# REQUIRED ACTION:
Print each entry below precisely as it reads.
########
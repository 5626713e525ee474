use axum::{
    Extension,
    body::Body,
    http::{Request, header},
    middleware::Next,
    response::IntoResponse,
};
use shared::{abstract_trait::DynJwtService, errors::HttpError};
use tracing::debug;

/// Resolves the bearer token into an `AuthUser` request extension.
pub async fn auth_middleware(
    Extension(jwt): Extension<DynJwtService>,
    mut req: Request<Body>,
    next: Next,
) -> Result<impl IntoResponse, HttpError> {
    let token = req
        .headers()
        .get(header::AUTHORIZATION)
        .and_then(|auth_header| auth_header.to_str().ok())
        .and_then(|auth_value| auth_value.strip_prefix("Bearer "))
        .map(str::trim)
        .filter(|token| !token.is_empty())
        .map(str::to_owned)
        .ok_or_else(|| {
            HttpError::Unauthorized("Missing or invalid Authorization header".to_string())
        })?;

    let user = jwt.verify_token(&token).map_err(|e| {
        debug!("Rejected bearer token: {e}");
        HttpError::Unauthorized("Invalid or expired token".to_string())
    })?;

    req.extensions_mut().insert(user);

    Ok(next.run(req).await)
}
mod command;
mod query;

pub use self::command::{
    DynProductCommandRepository, DynProductCommandService, ProductCommandRepositoryTrait,
    ProductCommandServiceTrait,
};
pub use self::query::{
    DynProductQueryRepository, DynProductQueryService, ProductQueryRepositoryTrait,
    ProductQueryServiceTrait,
};
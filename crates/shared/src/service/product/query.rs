use crate::{
    abstract_trait::{DynProductQueryRepository, ProductQueryServiceTrait},
    domain::responses::ProductResponse,
    errors::ServiceError,
    utils::{Method, Metrics, TracingContext},
};
use async_trait::async_trait;
use prometheus_client::registry::Registry;
use std::sync::Arc;
use tokio::sync::Mutex;
use tracing::info_span;
use uuid::Uuid;

pub struct ProductQueryService {
    query: DynProductQueryRepository,
    metrics: Metrics,
}

impl ProductQueryService {
    pub async fn new(query: DynProductQueryRepository, registry: Arc<Mutex<Registry>>) -> Self {
        let metrics = Metrics::new();
        metrics.register(
            &mut *registry.lock().await,
            "product_query_service",
            "ProductQueryService",
        );

        Self { query, metrics }
    }
}

#[async_trait]
impl ProductQueryServiceTrait for ProductQueryService {
    async fn find_active(&self) -> Result<Vec<ProductResponse>, ServiceError> {
        let tracing_ctx = TracingContext::start(info_span!("find_active_products"), "find_active");

        match self.query.find_active().await {
            Ok(products) => {
                tracing_ctx.complete(
                    &self.metrics,
                    Method::Get,
                    true,
                    &format!("Listed {} products", products.len()),
                );
                Ok(products.into_iter().map(ProductResponse::from).collect())
            }
            Err(e) => {
                tracing_ctx.complete(&self.metrics, Method::Get, false, &e.to_string());
                Err(e.into())
            }
        }
    }

    async fn find_by_id(&self, id: Uuid) -> Result<ProductResponse, ServiceError> {
        let tracing_ctx = TracingContext::start(
            info_span!("find_product", product_id = %id),
            "find_by_id",
        );

        match self.query.find_by_id(id).await {
            Ok(Some(product)) => {
                tracing_ctx.complete(&self.metrics, Method::Get, true, "Product found");
                Ok(product.into())
            }
            Ok(None) => {
                tracing_ctx.complete(&self.metrics, Method::Get, false, "Product not found");
                Err(ServiceError::NotFound("Product not found".to_string()))
            }
            Err(e) => {
                tracing_ctx.complete(&self.metrics, Method::Get, false, &e.to_string());
                Err(e.into())
            }
        }
    }
}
########
# RESULT:
repository 5626713e525ee474
use axum::{
    Extension,
    body::Body,
    http::{Request, header},
    middleware::Next,
    response::IntoResponse,
};
use shared::{abstract_trait::DynJwtService, errors::HttpError};
use tracing::debug;

/// Resolves the bearer token into an `AuthUser` request extension.
pub async fn auth_middleware(
    Extension(jwt): Extension<DynJwtService>,
    mut req: Request<Body>,
    next: Next,
) -> Result<impl IntoResponse, HttpError> {
    let token = req
        .headers()
        .get(header::AUTHORIZATION)
        .and_then(|auth_header| auth_header.to_str().ok())
        .and_then(|auth_value| auth_value.strip_prefix("Bearer "))
        .map(str::trim)
        .filter(|token| !token.is_empty())
        .map(str::to_owned)
        .ok_or_else(|| {
            HttpError::Unauthorized("Missing or invalid Authorization header".to_string())
        })?;

    let user = jwt.verify_token(&token).map_err(|e| {
        debug!("Rejected bearer token: {e}");
        HttpError::Unauthorized("Invalid or expired token".to_string())
    })?;

    req.extensions_mut().insert(user);

    Ok(next.run(req).await)
}
mod command;
mod query;

pub use self::command::{
    DynProductCommandRepository, DynProductCommandService, ProductCommandRepositoryTrait,
    ProductCommandServiceTrait,
};
pub use self::query::{
    DynProductQueryRepository, DynProductQueryService, ProductQueryRepositoryTrait,
    ProductQueryServiceTrait,
};
filename crates/shared/src/service/product/query.rs
use crate::{
    abstract_trait::{DynProductQueryRepository, ProductQueryServiceTrait},
    domain::responses::ProductResponse,
    errors::ServiceError,
    utils::{Method, Metrics, TracingContext},
};
use async_trait::async_trait;
use prometheus_client::registry::Registry;
use std::sync::Arc;
use tokio::sync::Mutex;
use tracing::info_span;
use uuid::Uuid;

pub struct ProductQueryService {
    query: DynProductQueryRepository,
    metrics: Metrics,
}

impl ProductQueryService {
    pub async fn new(query: DynProductQueryRepository, registry: Arc<Mutex<Registry>>) -> Self {
        let metrics = Metrics::new();
        metrics.register(
            &mut *registry.lock().await,
            "product_query_service",
            "ProductQueryService",
        );

        Self { query, metrics }
    }
}

#[async_trait]
impl ProductQueryServiceTrait for ProductQueryService {
    async fn find_active(&self) -> Result<Vec<ProductResponse>, ServiceError> {
        let tracing_ctx = TracingContext::start(info_span!("find_active_products"), "find_active");

        match self.query.find_active().await {
            Ok(products) => {
                tracing_ctx.complete(
                    &self.metrics,
                    Method::Get,
                    true,
                    &format!("Listed {} products", products.len()),
                );
                Ok(products.into_iter().map(ProductResponse::from).collect())
            }
            Err(e) => {
                tracing_ctx.complete(&self.metrics, Method::Get, false, &e.to_string());
                Err(e.into())
            }
        }
    }

    async fn find_by_id(&self, id: Uuid) -> Result<ProductResponse, ServiceError> {
        let tracing_ctx = TracingContext::start(
            info_span!("find_product", product_id = %id),
            "find_by_id",
        );

        match self.query.find_by_id(id).await {
            Ok(Some(product)) => {
                tracing_ctx.complete(&self.metrics, Method::Get, true, "Product found");
                Ok(product.into())
            }
            Ok(None) => {
                tracing_ctx.complete(&self.metrics, Method::Get, false, "Product not found");
                Err(ServiceError::NotFound("Product not found".to_string()))
            }
            Err(e) => {
                tracing_ctx.complete(&self.metrics, Method::Get, false, &e.to_string());
                Err(e.into())
            }
        }
    }
}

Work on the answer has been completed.